2025年度~2026年度に実施する児童労働・強制労働に関する書面調査等の対象

2025年度 2026年度
  • 当社グループの生産拠点(構内外注会社含む)
  • 米国労働省のリストをもとに選定した高リスクサプライヤー
  • 人材派遣会社、物流 (運送・倉庫)会社等

指標と目標

当社グループでは、人権の尊重を「経営の重要課題」の1つとして選定、 人権DDの進捗を「経営の重要課題」のKPIとして設定し管理しております。 また、人権の尊重に関連した「経営の重要課題」のKPIとして、サステナブル調達率や3TGに関するRMAP適合精錬所使用率を設定し管理しております。

主な取り組み

人権に関する社内教育

毎年、12月の「人権週間」に合わせて、当社および日本国内の関係会社の全従業員および海外の関係会社の一部の従業員を対象に人権に関するe-ラーニング教育を実施しています。

2024年度は、「ビジネスと人権」、「ハラスメント防止教育」の二つの教育を実施しました。

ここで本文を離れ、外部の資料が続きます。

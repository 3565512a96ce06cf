use std::env;
use std::path::PathBuf;

fn main() {
    let crate_dir = env::var("CARGO_MANIFEST_DIR").unwrap();
    let out_dir = PathBuf::from(&crate_dir).join("include");

    std::fs::create_dir_all(&out_dir).unwrap();

    let config_path = PathBuf::from(&crate_dir).join("cbindgen.toml");
    cbindgen::Builder::new()
        .with_crate(&crate_dir)
        .with_language(cbindgen::Language::C)
        .with_config(cbindgen::Config::from_file(&config_path).unwrap())
        .generate()
        .expect("Unable to generate bindings")
        .write_to_file(out_dir.join("dbcapi_engine.h"));

    println!("cargo:rerun-if-changed=cbindgen.toml");
    println!("cargo:rerun-if-changed=src/ffi/mod.rs");
}
//! Helper functions for reading environment variables in tests

use dbcapi_engine::test_helpers::load_dotenv;

#[allow(dead_code)]
pub const TEST_CONN_ENV: &str = "SQLANY_TEST_CONN";

/// Connection string of a reachable SQL Anywhere server, from
/// `SQLANY_TEST_CONN` (or `.env`). None when unset; tests skip then.
#[allow(dead_code)]
pub fn real_connection_string() -> Option<String> {
    load_dotenv();
    std::env::var(TEST_CONN_ENV)
        .ok()
        .filter(|s| !s.trim().is_empty())
}

#[allow(dead_code)]
pub fn should_run_e2e_tests() -> bool {
    real_connection_string().is_some()
}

「ビジネスと人権」は、ビジネスと人権を取り巻く世の中の動き、企業による人権への取り組みの必要性と当社の取り組み状況に焦点を当てた教育です。

「ハラスメント防止教育」では、「パワーハラスメント」「セクシュアルハラスメント」「妊娠・出産・育児休業等へのハラスメント」など各種ハラスメントを正しく理解し、その予防に取り組むことを呼びかけています。また、万一ハラスメントを受けたときに取るべき対応にも触れ、解決や救済のプロセスの周知を行っています。

パソコンで社内教育を受ける様子
  • パソコンで社内教育を受ける様子

サプライチェーンに対する人権尊重の取り組み

当社グループでは、サステナブル調達方針を定め、人権に配慮した調達活動を行っております。

主要サプライヤーに対して人権・労働・安全衛生等の内容を含む、サステナブル調達アンケート調査を実施し、サプライチェーンでの人権取り組み状況を確認しております。

また、責任ある鉱物調達の継続的な取り組みのため、「住友ベークライトグループ責任ある鉱物調達方針」を制定し、スズ、タンタル、タングステン、金、コバルト、マイカを使用・添加した原材料・部品を取り扱う調達取引先に対してRMIの発行する紛争鉱物調査テンプレート(CMRT)/拡張鉱物調査テンプレート(EMRT)を使用した調査を実施しております。

調達方針・サステナブル調達アンケート調査・責任ある鉱物調達への対応の詳細については以下のリンク先をご覧ください。

労働安全衛生に関する取り組み

当社グループにおける労働安全衛生に関する取組みについては、以下のリンク先をご覧ください。

製品責任・品質保証に関する取り組み

当社グループにおける製品責任・品質保証に関する取組みについては、以下のリンク先をご覧ください。

「Myじんけん宣言」に賛同

当社グループは、法務省・全国人権擁護委員連合会による「Myじんけん宣言」プロジェクトの趣旨に賛同し、「Myじんけん宣言」を公表しました。「Myじんけん宣言」とは、企業、団体および個人が、人権を尊重する行動を取ることを宣言し、それによって、誰もが人権を尊重し合う社会の実現を目指す取り組みです。